### Exercise:
What is needed is every line of the material that contains "None".

○ ○ ○

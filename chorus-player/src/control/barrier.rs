//! Per-session serializer for user-visible audio operations
//!
//! Skip, prev, select, pause-toggle, mixer-restart, and shuffle intents all
//! pass through here: strict FIFO, one executing at a time, a per-operation
//! timeout, and a global minimum throttle between completions. An operation
//! submitted before the throttle elapses is rejected synchronously rather
//! than queued. Failures never poison the barrier.
//!
//! This is distinct from the command queue: the barrier protects against
//! concurrent *intents*, the command queue against concurrent *sidecar
//! commands*.

use crate::error::{Error, Result};
use chorus_common::params;
use std::future::Future;
use std::sync::Mutex as StdMutex;
use std::time::{Duration, Instant};
use tokio::sync::Mutex;
use tokio::time::timeout;
use tracing::{debug, warn};

pub struct AudioOperationBarrier {
    /// FIFO execution slot (tokio's Mutex wakes waiters in FIFO order)
    slot: Mutex<()>,
    /// Completion time of the most recent operation
    last_completion: StdMutex<Option<Instant>>,
    /// Name of the operation currently executing (observability)
    current_op: StdMutex<Option<&'static str>>,
}

impl AudioOperationBarrier {
    pub fn new() -> Self {
        Self {
            slot: Mutex::new(()),
            last_completion: StdMutex::new(None),
            current_op: StdMutex::new(None),
        }
    }

    /// Name of the operation currently executing, if any
    pub fn current_op(&self) -> Option<&'static str> {
        self.current_op.lock().ok().and_then(|g| *g)
    }

    /// Run `op` under the barrier.
    ///
    /// Rejects synchronously with `Throttled` when submitted within the
    /// minimum throttle of the previous completion; fails the operation (but
    /// not the barrier) with `OperationTimeout` when its body exceeds the
    /// per-operation timeout.
    pub async fn run<F, T>(&self, name: &'static str, op: F) -> Result<T>
    where
        F: Future<Output = Result<T>>,
    {
        let min_throttle = params::get::barrier_min_throttle();
        if let Some(remaining) = self.throttle_remaining(min_throttle) {
            debug!(op = name, remaining_ms = remaining.as_millis() as u64, "operation throttled");
            return Err(Error::Throttled {
                retry_after_ms: remaining.as_millis() as u64,
            });
        }

        let guard = self.slot.lock().await;
        if let Ok(mut current) = self.current_op.lock() {
            *current = Some(name);
        }

        let op_timeout = params::get::barrier_timeout();
        let result = match timeout(op_timeout, op).await {
            Ok(result) => result,
            Err(_) => {
                warn!(op = name, timeout_ms = op_timeout.as_millis() as u64, "operation timed out");
                Err(Error::OperationTimeout(name.to_string()))
            }
        };

        if let Ok(mut current) = self.current_op.lock() {
            *current = None;
        }
        if let Ok(mut last) = self.last_completion.lock() {
            *last = Some(Instant::now());
        }
        drop(guard);

        result
    }

    fn throttle_remaining(&self, min_throttle: Duration) -> Option<Duration> {
        let last = self.last_completion.lock().ok().and_then(|g| *g)?;
        let elapsed = last.elapsed();
        if elapsed < min_throttle {
            Some(min_throttle - elapsed)
        } else {
            None
        }
    }
}

impl Default for AudioOperationBarrier {
    fn default() -> Self {
        Self::new()
    }
}

#[cfg(test)]
mod tests {
    use super::*;
    use chorus_common::params::PARAMS;
    use std::sync::atomic::{AtomicUsize, Ordering};
    use std::sync::Arc;

    /// Serializes tests that touch the global PARAMS singleton
    static PARAM_GUARD: StdMutex<()> = StdMutex::new(());

    fn param_guard() -> std::sync::MutexGuard<'static, ()> {
        PARAM_GUARD.lock().unwrap_or_else(|e| e.into_inner())
    }

    #[tokio::test]
    async fn test_ops_execute_one_at_a_time() {
        let _params = param_guard();
        let barrier = Arc::new(AudioOperationBarrier::new());
        let running = Arc::new(AtomicUsize::new(0));
        let max_seen = Arc::new(AtomicUsize::new(0));

        let mut handles = Vec::new();
        for _ in 0..4 {
            let barrier = barrier.clone();
            let running = running.clone();
            let max_seen = max_seen.clone();
            handles.push(tokio::spawn(async move {
                // Throttling is not under test here; ignore rejections.
                let _ = barrier
                    .run("op", async {
                        let now = running.fetch_add(1, Ordering::SeqCst) + 1;
                        max_seen.fetch_max(now, Ordering::SeqCst);
                        tokio::time::sleep(Duration::from_millis(10)).await;
                        running.fetch_sub(1, Ordering::SeqCst);
                        Ok(())
                    })
                    .await;
            }));
        }
        for handle in handles {
            handle.await.unwrap();
        }
        assert_eq!(max_seen.load(Ordering::SeqCst), 1);
    }

    #[tokio::test]
    async fn test_throttle_rejects_synchronously() {
        let _params = param_guard();
        let barrier = AudioOperationBarrier::new();

        barrier.run("first", async { Ok(()) }).await.unwrap();

        // Submitted right after completion: rejected, not queued.
        let second = barrier.run("second", async { Ok(()) }).await;
        match second {
            Err(Error::Throttled { retry_after_ms }) => assert!(retry_after_ms > 0),
            other => panic!("expected Throttled, got {:?}", other),
        }
    }

    #[tokio::test]
    async fn test_timeout_does_not_poison_barrier() {
        let _params = param_guard();
        // Shrink the timings so the test stays fast.
        let saved_timeout = *PARAMS.barrier_timeout_ms.read().unwrap();
        let saved_throttle = *PARAMS.barrier_min_throttle_ms.read().unwrap();
        *PARAMS.barrier_timeout_ms.write().unwrap() = 20;
        *PARAMS.barrier_min_throttle_ms.write().unwrap() = 0;

        let barrier = AudioOperationBarrier::new();
        let result: Result<()> = barrier
            .run("slow", async {
                tokio::time::sleep(Duration::from_secs(5)).await;
                Ok(())
            })
            .await;
        assert!(matches!(result, Err(Error::OperationTimeout(_))));

        // The barrier still accepts and runs operations.
        barrier.run("after", async { Ok(()) }).await.unwrap();

        *PARAMS.barrier_timeout_ms.write().unwrap() = saved_timeout;
        *PARAMS.barrier_min_throttle_ms.write().unwrap() = saved_throttle;
    }

    #[tokio::test]
    async fn test_failure_does_not_poison_barrier() {
        let _params = param_guard();
        let saved_throttle = *PARAMS.barrier_min_throttle_ms.read().unwrap();
        *PARAMS.barrier_min_throttle_ms.write().unwrap() = 0;

        let barrier = AudioOperationBarrier::new();
        let result: Result<()> = barrier
            .run("failing", async { Err(Error::MixerDead) })
            .await;
        assert!(matches!(result, Err(Error::MixerDead)));

        barrier.run("after", async { Ok(()) }).await.unwrap();

        *PARAMS.barrier_min_throttle_ms.write().unwrap() = saved_throttle;
    }
}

○ ○ ○

### Reply to the exercise:
            last_completion: StdMutex::new(None),
            current_op: StdMutex::new(None),
            *current = None;
            None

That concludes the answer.